The Company completes an annual (or more often if circumstances require) impairment assessment of its indefinite life intangible assets. As a part of its annual assessment, the Company first qualitatively assesses whether current events or changes in circumstances lead to a determination that it is more likely than not (defined as a likelihood of more than 50 percent) that the fair value of an asset is less than its carrying amount. Absent a qualitative determination that the fair value of an asset is more likely than not to be less than its carrying value, we do not need to proceed to the traditional estimated fair value test for that asset. If this qualitative assessment indicates a more likely than not potential that the asset may be impaired, the estimated fair value is calculated by the relief from royalty method. If the estimated fair value of an asset is less than its carrying value, an impairment charge is recorded for the amount by which the carrying value of the asset exceeds its calculated implied fair value.

Goodwill
Goodwill—The Company completes an annual (or more often if circumstances require) impairment assessment of its goodwill on a reporting unit level, at or below the operating segment level. In performing the goodwill impairment assessment, the carrying values of the Company’s reporting units are compared to their estimated fair values, as calculated by the discounted cash flow method. As a part of its annual assessment, the Company first qualitatively assesses whether current events or changes in circumstances lead to a determination that it is more likely than not (defined as a likelihood of more than 50 percent) that the fair value of a reporting unit is less than its carrying amount. Absent a qualitative determination that the fair value of a particular reporting unit is more likely than not to be less than its carrying value, the Company does not need to proceed to the traditional two-step goodwill test for that reporting unit. If this qualitative assessment indicates a more likely than not potential that the asset may be impaired, the estimated fair value is calculated by the discounted cash flow method. If the estimated fair value of a reporting unit is less than its carrying value, an impairment charge is recorded for the amount by which the carrying value of the goodwill exceeds its calculated implied fair value.
Deferred charges
Deferred charges—Deferred charges include deferred financing costs, which are amortized to interest expense over the life of the related loan. During 2014 and 2013, the Company capitalized deferred financing fees of $0.4 million and $2.7 million, respectively. Amortization expense was $0.6 million, $0.3 million and $0.2 million for 2014, 2013 and 2012, respectively, and is classified as interest expense. Deferred financing charges on the Company’s subordinated debt of $0.1 million were charged to interest expense during the fourth quarter of 2012 upon the conversion of the debt to equity. As of December 31, 2014 and 2013, remaining capitalized deferred financing costs of $0.5 million and $0.6 million, respectively, are included in deferred charges and other assets and $1.8 million and $1.9 million, respectively, are included as a discount to debt in the accompanying consolidated balance sheets.
Revenue recognition

Revenue recognition—Revenues from contracts are recognized on the percentage of completion method, measured by the percentage of contract costs incurred to date compared to estimated total contract costs for each contract. This method is used because management considers contract costs to be the best available measure of progress on these contracts. Revenues are also recognized on a completed contract basis, when risk and title passes to the customer, which is generally upon shipment of product.
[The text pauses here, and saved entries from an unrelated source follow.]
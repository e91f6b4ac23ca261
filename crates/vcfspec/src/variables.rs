//! parsed variables and shape-checked lookups
//!
//! [Variables] is the result of parsing a tfvars document: an order-preserving map from variable name to [Value].
//!
//! Reading values back out goes through [Lookup::field]. A [Field] never fails, it answers "give me this as X or
//! fall back to the default". `null` counts as absent and a value of the wrong shape is ignored (and logged at
//! `debug` level).
use crate::value::{Number, Object, Value};
use indexmap::IndexMap;

#[derive(Debug, Clone, Default, PartialEq)]
pub struct Variables {
    entries: IndexMap<String, Value>,
}

impl Variables {
    /// Assign a variable
    ///
    /// Reassigning a name replaces its value but keeps its original position. Returns the replaced value.
    pub fn insert(&mut self, name: impl Into<String>, value: Value) -> Option<Value> {
        self.entries.insert(name.into(), value)
    }

    pub fn get(&self, name: &str) -> Option<&Value> {
        self.entries.get(name)
    }

    pub fn contains(&self, name: &str) -> bool {
        self.entries.contains_key(name)
    }

    pub fn iter(&self) -> impl Iterator<Item = (&str, &Value)> {
        self.entries
            .iter()
            .map(|(name, value)| (name.as_str(), value))
    }

    pub fn len(&self) -> usize {
        self.entries.len()
    }

    pub fn is_empty(&self) -> bool {
        self.entries.is_empty()
    }
}

impl FromIterator<(String, Value)> for Variables {
    fn from_iter<T: IntoIterator<Item = (String, Value)>>(iter: T) -> Self {
        let mut variables = Variables::default();
        for (name, value) in iter {
            variables.insert(name, value);
        }
        variables
    }
}

impl serde::ser::Serialize for Variables {
    fn serialize<S>(&self, serializer: S) -> Result<S::Ok, S::Error>
    where
        S: serde::Serializer,
    {
        use serde::ser::SerializeMap;

        let mut ser = serializer.serialize_map(Some(self.entries.len()))?;
        for (name, value) in &self.entries {
            ser.serialize_entry(name, value)?;
        }
        ser.end()
    }
}

/// Anything values can be looked up in by key
pub trait Lookup {
    fn lookup(&self, key: &str) -> Option<&Value>;

    fn field<'a>(&'a self, key: &'a str) -> Field<'a> {
        Field::new(key, self.lookup(key))
    }
}

impl Lookup for Variables {
    fn lookup(&self, key: &str) -> Option<&Value> {
        self.entries.get(key)
    }
}

impl Lookup for Object {
    fn lookup(&self, key: &str) -> Option<&Value> {
        self.get(key)
    }
}

/// A looked up value, `null` already mapped to absent
#[derive(Debug, Clone, Copy)]
pub struct Field<'a> {
    key: &'a str,
    value: Option<&'a Value>,
}

impl<'a> Field<'a> {
    pub fn new(key: &'a str, value: Option<&'a Value>) -> Self {
        Self {
            key,
            value: value.filter(|value| !value.is_null()),
        }
    }

    pub fn value(self) -> Option<&'a Value> {
        self.value
    }

    /// Scalar as text, numbers and booleans are rendered
    pub fn string(self) -> Option<String> {
        let value = self.value?;
        let text = value.to_text();
        if text.is_none() {
            self.mismatch("scalar");
        }
        text
    }

    pub fn string_or(self, default: &str) -> String {
        self.string().unwrap_or_else(|| default.to_string())
    }

    pub fn bool_or(self, default: bool) -> bool {
        match self.value {
            Some(Value::Bool(flag)) => *flag,
            Some(_) => {
                self.mismatch("bool");
                default
            }
            None => default,
        }
    }

    /// Numbers pass through, numeric strings are converted
    pub fn number_or(self, default: i64) -> Number {
        let number = match self.value {
            Some(Value::Number(number)) => Some(*number),
            Some(Value::String(text)) => Number::parse(text.trim()),
            _ => None,
        };

        number.unwrap_or_else(|| {
            self.mismatch("number");
            Number::Integer(default)
        })
    }

    pub fn list(self) -> Option<&'a [Value]> {
        let value = self.value?;
        let list = value.as_list();
        if list.is_none() {
            self.mismatch("list");
        }
        list
    }

    pub fn non_empty_list(self) -> Option<&'a [Value]> {
        self.list().filter(|list| !list.is_empty())
    }

    /// The list as given, or the default strings
    pub fn list_or(self, default: &[String]) -> Vec<Value> {
        match self.list() {
            Some(list) => list.to_vec(),
            None => default.iter().map(|item| item.as_str().into()).collect(),
        }
    }

    pub fn object(self) -> Option<&'a Object> {
        let value = self.value?;
        let object = value.as_object();
        if object.is_none() {
            self.mismatch("object");
        }
        object
    }

    /// Object elements of a list, everything else is skipped
    pub fn objects(self) -> impl Iterator<Item = &'a Object> {
        self.list()
            .unwrap_or_default()
            .iter()
            .filter_map(Value::as_object)
    }

    /// Feature flags only count when they are literally `true`
    pub fn is_true(self) -> bool {
        matches!(self.value, Some(Value::Bool(true)))
    }

    fn mismatch(self, expected: &str) {
        if let Some(value) = self.value {
            tracing::debug!(
                key = self.key,
                expected,
                found = value.kind(),
                "ignoring value with unexpected shape"
            );
        }
    }
}

/// Utility macro to create [Variables]
///
/// Parse a tfvars document
/// ```
/// # use vcfspec::variables;
/// let variables = variables!("instance_id = \"lab\"");
/// assert_eq!(variables.get("instance_id"), Some(&"lab".into()));
/// ```
///
/// Assign values directly
/// ```
/// # use vcfspec::variables;
/// let variables = variables! {
///   "instance_id" => "lab",
///   "ceip_enabled" => false
/// };
/// assert_eq!(variables.len(), 2);
/// ```
#[macro_export]
macro_rules! variables {
    {} => {
        $crate::variables::Variables::default()
    };
    // parse a document
    { $text:expr } => {
        $crate::parser::parse($text).variables
    };
    // assign values
    { $($name:expr => $value:expr),+ $(,)? } => {{
        let mut variables = $crate::variables::Variables::default();
        $(
            variables.insert($name, $crate::value::Value::from($value));
        )+

        variables
    }};
}

#[cfg(test)]
mod test {
    use super::*;
    use pretty_assertions::assert_eq;

    #[test]
    fn reassignment_keeps_position() {
        let mut variables = Variables::default();
        variables.insert("a", 1_i64.into());
        variables.insert("b", 2_i64.into());
        let previous = variables.insert("a", 3_i64.into());

        assert_eq!(previous, Some(1_i64.into()));
        let names: Vec<_> = variables.iter().map(|(name, _)| name).collect();
        assert_eq!(names, ["a", "b"]);
        assert_eq!(variables.get("a"), Some(&3_i64.into()));
    }

    #[test]
    fn null_counts_as_absent() {
        let variables = variables! { "hostname" => Value::Null };
        assert_eq!(variables.field("hostname").string_or("fallback"), "fallback");
        assert!(variables.field("hostname").value().is_none());
    }

    #[test]
    fn wrong_shape_falls_back() {
        let variables = variables! {
            "hosts" => "not a list",
            "flag" => "true",
            "size" => vec!["a"]
        };

        assert!(variables.field("hosts").list().is_none());
        assert_eq!(variables.field("hosts").objects().count(), 0);
        assert!(!variables.field("flag").bool_or(false));
        assert!(!variables.field("flag").is_true());
        assert_eq!(variables.field("size").string_or("medium"), "medium");
    }

    #[test]
    fn scalars_render_as_text() {
        let variables = variables! { "vlan" => 18_i64, "flag" => true };
        assert_eq!(variables.field("vlan").string_or("0"), "18");
        assert_eq!(variables.field("flag").string_or(""), "true");
    }

    #[test]
    fn numeric_strings_become_numbers() {
        let variables = variables! { "mtu" => "9000", "bad" => "jumbo" };
        assert_eq!(variables.field("mtu").number_or(1500), Number::Integer(9000));
        assert_eq!(variables.field("bad").number_or(1500), Number::Integer(1500));
        assert_eq!(variables.field("missing").number_or(1500), Number::Integer(1500));
    }

    #[test]
    fn objects_skip_non_objects() {
        let mut host = Object::new();
        host.insert("hostname".into(), "esx01".into());
        let variables = variables! {
            "hosts" => vec![Value::from("junk"), Value::Object(host.clone()), Value::Null]
        };

        let hosts: Vec<_> = variables.field("hosts").objects().collect();
        assert_eq!(hosts, [&host]);
        assert_eq!(hosts[0].field("hostname").string_or(""), "esx01");
    }
}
The asset “Costs and estimated earnings in excess of billings on uncompleted contracts” represents revenues recognized in excess of amounts billed. The liability “Billings in excess of costs and estimated earnings on uncompleted contracts” represents billings in excess of revenues recognized. Provisions for estimated losses on uncompleted contracts are made in the period in which such losses are determined. Changes to job performance, job conditions, and estimated profitability may result in revisions to contract revenue and costs and are recognized in the period in which the revisions are made. No provision for estimated losses on uncompleted contracts was required at December 31, 2014, 2013 or 2012.

Cost of sales

Cost of sales—Cost of sales amounts include materials, direct labor and associated benefits, inbound freight charges, purchasing and receiving, inspection, warehousing, and depreciation. Customer freight charges are included in sales and actual freight expenses are included in cost of sales.

Claims

Claims—Change orders arise when the scope of the original project is modified for a variety of reasons. The Company will negotiate the extent of the modifications, its expected costs and recovery with the customer. Costs related to change orders are recognized in the period they are incurred and added to the expected total cost of the project. In cases where contract revenues are assured beyond a reasonable doubt to be increased in excess of the expected costs of the change order, incremental profit also is recognized on the contract. Such assurance is generally only achieved when the customer approves in writing the scope and pricing of the change order. Change orders that are in dispute are effectively handled as claims.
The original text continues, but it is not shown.